The "mass market" user might not care about operating systems or APIs, but they do understand that a bill with seventeen different break-out metered sections is a bald-faced attempt to rip them off, and a flat-rate or easy to understand pay-as-you-go plan with one number on it is better.

To the extent that phones are not yet interchangeable, unrestricted mobile IP endpoints, it is due to the high barrier to entry to telecom providers, lack of regulation of misleading pricing schemes, and the symbiotic relationship between government and the telecom industry.  However, if one wireless carrier moves to provide simpler billing with more features, the others are forced to follow suit - even more so than cable companies and land-line providers, who can hold their customers hostage via development deals with local governments.  So, this progression is happening, albeit slowly.  For example, when AT&T introduced its iPhone plans, many of the other metered PDA and Blackberry plans, both on AT&T and other providers, began receding from their marketing materials.
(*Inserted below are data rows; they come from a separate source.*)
//! Strict reader for the newest project schema
//!
//! Runs after migrations, so every version-gated field is present and
//! treated as mandatory. Only fields that were always optional in the
//! format (the absolute position, step tables and the descriptor
//! extensions) are read with defaults.

use super::names::*;
use super::{BackgroundState, SchemaError, State, SystemState};
use crate::descriptor::BlendingPreset;
use crate::initializer::ParticleInitializer;
use crate::math::{Colorf, Recti, Vector2f, Vector2i};
use crate::record::{FieldError, FromValue, Record, Table, Value};
use crate::steps::Step;

fn named_f32(table: &Table, name: &str) -> Option<f32> {
    table.get(name).and_then(f32::from_value)
}

fn named_i32(table: &Table, name: &str) -> Option<i32> {
    table.get(name).and_then(i32::from_value)
}

impl FromValue for Vector2f {
    const EXPECTED: &'static str = "a table {x = number, y = number}";

    fn from_value(value: &Value) -> Option<Self> {
        let t = value.as_table()?;
        Some(Vector2f::new(named_f32(t, "x")?, named_f32(t, "y")?))
    }
}

impl FromValue for Colorf {
    const EXPECTED: &'static str = "a table {r = number, g = number, b = number, a = number}";

    fn from_value(value: &Value) -> Option<Self> {
        let t = value.as_table()?;
        Some(Colorf::new(
            named_f32(t, "r")?,
            named_f32(t, "g")?,
            named_f32(t, "b")?,
            named_f32(t, "a")?,
        ))
    }
}

impl FromValue for Recti {
    const EXPECTED: &'static str = "a table {x = integer, y = integer, w = integer, h = integer}";

    fn from_value(value: &Value) -> Option<Self> {
        let t = value.as_table()?;
        Some(Recti::new(
            named_i32(t, "x")?,
            named_i32(t, "y")?,
            named_i32(t, "w")?,
            named_i32(t, "h")?,
        ))
    }
}

/// Positional `{min, max}` float range
struct Range2f(Vector2f);

impl FromValue for Range2f {
    const EXPECTED: &'static str = "a table {min, max} of numbers";

    fn from_value(value: &Value) -> Option<Self> {
        match value.as_table()?.array() {
            [lo, hi] => Some(Range2f(Vector2f::new(f32::from_value(lo)?, f32::from_value(hi)?))),
            _ => None,
        }
    }
}

/// Positional `{min, max}` integer range
struct Range2i(Vector2i);

impl FromValue for Range2i {
    const EXPECTED: &'static str = "a table {min, max} of integers";

    fn from_value(value: &Value) -> Option<Self> {
        match value.as_table()?.array() {
            [lo, hi] => Some(Range2i(Vector2i::new(i32::from_value(lo)?, i32::from_value(hi)?))),
            _ => None,
        }
    }
}

/// A uniform number or a non-uniform `{x, y}` scale
struct Scale(Vector2f);

impl FromValue for Scale {
    const EXPECTED: &'static str = "a number or a table {x = number, y = number}";

    fn from_value(value: &Value) -> Option<Self> {
        match value {
            Value::Table(_) => Vector2f::from_value(value).map(Scale),
            other => f32::from_value(other).map(|v| Scale(Vector2f::splat(v))),
        }
    }
}

/// Read an optional `{ {age, value}, ... }` step table
fn read_steps<T, W: FromValue>(
    system: &Record,
    name: &str,
    unwrap: impl Fn(W) -> T,
) -> Result<Vec<Step<T>>, FieldError> {
    let mut steps = Vec::new();
    if let Some(table) = system.try_record(name)? {
        for i in 0..table.len() {
            let step = table.element_record(i)?;
            let age: f32 = step.element(0)?;
            let value: W = step.element(1)?;
            steps.push(Step::new(age, unwrap(value)));
        }
    }
    Ok(steps)
}

fn read_background(root: &Record) -> Result<BackgroundState, SchemaError> {
    let bg = root.record(BACKGROUND_PROPERTIES)?;
    Ok(BackgroundState {
        color: bg.field(BACKGROUND_COLOR)?,
        image_name: bg.field(BACKGROUND_IMAGE)?,
        image_normalized_position: bg.field(BACKGROUND_IMAGE_POSITION)?,
        image_scale: bg.field(BACKGROUND_IMAGE_SCALE)?,
        image_layer: bg.field(BACKGROUND_IMAGE_LAYER)?,
        image_color: bg.field(BACKGROUND_IMAGE_COLOR)?,
        image_rect: bg.field(BACKGROUND_IMAGE_RECT)?,
        image_flipped_x: bg.field_or(BACKGROUND_IMAGE_FLIPPED_X, false)?,
        image_flipped_y: bg.field_or(BACKGROUND_IMAGE_FLIPPED_Y, false)?,
    })
}

fn read_blending(system: &Record) -> Result<BlendingPreset, SchemaError> {
    match system.try_field::<String>(BLENDING_PRESET)? {
        None => Ok(BlendingPreset::default()),
        Some(text) => text.parse().map_err(|message| SchemaError::InvalidValue {
            path: if system.path().is_empty() {
                BLENDING_PRESET.to_string()
            } else {
                format!("{}.{}", system.path(), BLENDING_PRESET)
            },
            message,
        }),
    }
}

fn read_emission(system: &Record) -> Result<(ParticleInitializer, f32), SchemaError> {
    let emission = system.record(EMISSION)?;
    let init = ParticleInitializer {
        amount: emission.field::<Range2i>(AMOUNT)?.0,
        life: emission.field::<Range2f>(LIFE)?.0,
        position_x: emission.field::<Range2f>(POSITION_X)?.0,
        position_y: emission.field::<Range2f>(POSITION_Y)?.0,
        velocity_x: emission.field::<Range2f>(VELOCITY_X)?.0,
        velocity_y: emission.field::<Range2f>(VELOCITY_Y)?.0,
        rotation: emission.field::<Range2f>(ROTATION)?.0,
        emitter_rotation: emission.field(EMITTER_ROTATION)?,
    };
    let delay = emission.field(DELAY)?;
    Ok((init, delay))
}

fn read_system(system: &Record) -> Result<SystemState, SchemaError> {
    let color_steps = read_steps(system, COLOR_STEPS, |c: Colorf| c)?;
    let rotation_steps = read_steps(system, ROTATION_STEPS, |a: f32| a)?;
    let position_steps = read_steps(system, POSITION_STEPS, |p: Vector2f| p)?;
    let velocity_steps = read_steps(system, VELOCITY_STEPS, |v: Vector2f| v)?;

    let mut size_base_scale = Vector2f::ONE;
    let size_steps = read_steps(system, SIZE_STEPS, |s: Scale| s.0)?;
    if let Some(size) = system.try_record(SIZE_STEPS)? {
        size_base_scale = size.field::<Scale>(BASE_SCALE)?.0;
    }

    let (init, emit_delay) = read_emission(system)?;

    Ok(SystemState {
        name: system.field(NAME)?,
        num_particles: system.field(NUM_PARTICLES)?,
        texture_name: system.field(TEXTURE)?,
        texture_rect: system.field(TEXTURE_RECT)?,
        anchor_point: system.field_or(ANCHOR_POINT, Vector2f::new(0.5, 0.5))?,
        flipped_x: system.field_or(FLIPPED_X, false)?,
        flipped_y: system.field_or(FLIPPED_Y, false)?,
        blending_preset: read_blending(system)?,
        position: system.field(RELATIVE_POSITION)?,
        layer: system.field(LAYER)?,
        in_local_space: system.field(LOCAL_SPACE)?,
        active: system.field(ACTIVE)?,
        color_steps,
        size_base_scale,
        size_steps,
        rotation_steps,
        position_steps,
        velocity_steps,
        init,
        emit_delay,
    })
}

/// Read a fully migrated project table
pub fn read_state(root: &Record) -> Result<State, SchemaError> {
    let normalized_abs_position = root.field_or(NORMALIZED_ABS_POSITION, Vector2f::new(0.5, 0.5))?;
    let background = read_background(root)?;

    let list = root.record(PARTICLE_SYSTEMS)?;
    let mut systems = Vec::with_capacity(list.len());
    for i in 0..list.len() {
        systems.push(read_system(&list.element_record(i)?)?);
    }

    Ok(State { normalized_abs_position, background, systems })
}

#[cfg(test)]
mod tests {
    use super::*;
    use crate::record::parse;

    fn read(source: &str) -> Result<State, SchemaError> {
        let table = parse(source).unwrap();
        read_state(&Record::root(&table))
    }

    const BACKGROUND: &str = "background_properties = {
        background_color = {r = 0.1, g = 0.2, b = 0.3, a = 1},
        background_image = \"sky.png\",
        background_image_normalized_position = {x = 0.25, y = 0.75},
        background_image_scale = 2,
        background_image_layer = 3,
        background_image_color = {r = 1, g = 1, b = 1, a = 0.5},
        background_image_rect = {x = 1, y = 2, w = 30, h = 40}
    }";

    fn system(extra: &str) -> String {
        format!(
            "{}\nparticle_systems = {{ {{
                name = \"s\", num_particles = 10, texture = \"t.png\",
                texture_rect = {{x = 0, y = 0, w = 4, h = 4}},
                relative_position = {{x = 1, y = 2}}, layer = 2,
                local_space = true, active = false,
                {}
                emission = {{
                    amount = {{1, 5}}, life = {{0.5, 1}},
                    position_x = {{-1, 1}}, position_y = {{-2, 2}},
                    velocity_x = {{0, 0}}, velocity_y = {{10, 20}},
                    rotation = {{0, 90}}, emitter_rotation = false, delay = 0.25
                }}
            }} }}",
            BACKGROUND, extra
        )
    }

    #[test]
    fn test_full_system() {
        let state = read(&system("")).unwrap();
        assert_eq!(state.normalized_abs_position, Vector2f::new(0.5, 0.5));
        assert_eq!(state.background.image_name, "sky.png");
        assert_eq!(state.background.image_layer, 3);
        assert_eq!(state.background.image_rect, Recti::new(1, 2, 30, 40));

        let s = &state.systems[0];
        assert_eq!(s.name, "s");
        assert_eq!(s.layer, 2);
        assert!(s.in_local_space);
        assert!(!s.active);
        assert_eq!(s.init.amount, Vector2i::new(1, 5));
        assert_eq!(s.init.velocity_y, Vector2f::new(10.0, 20.0));
        assert!(!s.init.emitter_rotation);
        assert_eq!(s.emit_delay, 0.25);
        assert_eq!(s.size_base_scale, Vector2f::ONE);
        assert!(s.color_steps.is_empty());
        assert_eq!(s.anchor_point, Vector2f::new(0.5, 0.5));
        assert_eq!(s.blending_preset, BlendingPreset::Alpha);
    }

    #[test]
    fn test_steps() {
        let state = read(&system(
            "color_steps = { {0, {r = 1, g = 0, b = 0, a = 1}}, {1, {r = 0, g = 0, b = 1, a = 0}} },
             size_steps = { base_scale = 2, {0, 1}, {1, {x = 0.5, y = 2}} },
             rotation_steps = { {0.5, 45} },
             position_steps = { {0, {x = 1, y = 1}} },
             velocity_steps = { {0, {x = 0, y = -1}} },",
        ))
        .unwrap();
        let s = &state.systems[0];
        assert_eq!(s.color_steps.len(), 2);
        assert_eq!(s.color_steps[1].value, Colorf::new(0.0, 0.0, 1.0, 0.0));
        assert_eq!(s.size_base_scale, Vector2f::splat(2.0));
        assert_eq!(s.size_steps[0].value, Vector2f::ONE);
        assert_eq!(s.size_steps[1].value, Vector2f::new(0.5, 2.0));
        assert_eq!(s.rotation_steps[0], Step::new(0.5, 45.0));
        assert_eq!(s.velocity_steps[0].value, Vector2f::new(0.0, -1.0));
    }

    #[test]
    fn test_extensions() {
        let state = read(&system(
            "anchor_point = {x = 0, y = 1}, flipped_x = true, blending_preset = \"additive\",",
        ))
        .unwrap();
        let s = &state.systems[0];
        assert_eq!(s.anchor_point, Vector2f::new(0.0, 1.0));
        assert!(s.flipped_x);
        assert!(!s.flipped_y);
        assert_eq!(s.blending_preset, BlendingPreset::Additive);
    }

    #[test]
    fn test_unknown_blending_preset() {
        let err = read(&system("blending_preset = \"screen\",")).unwrap_err();
        match err {
            SchemaError::InvalidValue { path, .. } => {
                assert_eq!(path, "particle_systems[1].blending_preset")
            }
            other => panic!("unexpected error {other:?}"),
        }
    }

    #[test]
    fn test_size_steps_require_base_scale() {
        let err = read(&system("size_steps = { {0, 1} },")).unwrap_err();
        assert_eq!(
            err.to_string(),
            "missing field 'particle_systems[1].size_steps.base_scale'"
        );
    }

    #[test]
    fn test_malformed_step_entry() {
        let err = read(&system("rotation_steps = { {0.5} },")).unwrap_err();
        assert_eq!(
            err.to_string(),
            "missing field 'particle_systems[1].rotation_steps[1][2]'"
        );
    }

    #[test]
    fn test_wrong_range_shape() {
        let source = system("").replace("amount = {1, 5}", "amount = {1}");
        let err = read(&source).unwrap_err();
        assert!(err.to_string().contains("particle_systems[1].emission.amount"));
    }

    #[test]
    fn test_missing_mandatory_field() {
        let source = system("").replace("local_space = true,", "");
        let err = read(&source).unwrap_err();
        assert_eq!(err.to_string(), "missing field 'particle_systems[1].local_space'");
    }
}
Fifteen years ago ... ugh, I feel old.  Let's say ... ten years ago, my computer was barely powerful enough to dedicate all of its processing power to playing one low-resolution movie that took up maybe half the screen.  I was still paying for internet over a phone line with a cap on the number of hours I could use it.  Today, I have real-time two-way video connection to anywhere in the world, 24-7, for a single flat rate.  I own a device that fits in the palm of my hand which contains days worth of continuous music, a library of dozens of books, and connects to the internet.

So, back to that "mass market consumer".  Maybe they don't care about my Python console or IRC chat or SSH access applications, but most "mass market" people do listen to music and read books.  And they're going to care about those features being on their phones, and remaining cheap enough that they can use those features without worrying that they'll go broke if they feel like changing out their playlist.  Also - nobody is really a "mass market" consumer, anyway.  You might not be technical, but maybe you're a golfer, or a swimmer, or a finance nerd.  You want to be able to check the weather on your mobile, or update your latest personal best lap time, or get updates when stocks hit certain price threshholds.  Nobody cares what APIs these apps use, or even whether you call them "apps", but everybody has one extra thing they'd like their mobile to do.

The increasingly ubiquitous, user-customizable, network connected, commodity pocket computer is exactly the technology that is going to deliver that.  It's going to have to become commoditized, which means it's going to be standardized, and secured, which means it's not going to be locked up in carrier notions of what's a "text message" and what's a "voice call" and allow for precise price segregation of every different type of data.

In the future, almost every device will be a computer, albeit with specialized peripherals to assist with performing tasks.  If we're lucky, they will be networked together in standard ways to allow us to control all of them in a consistent and convenient way.

This progression towards computers is good for all of us.  Trust the computer.  The computer is your friend.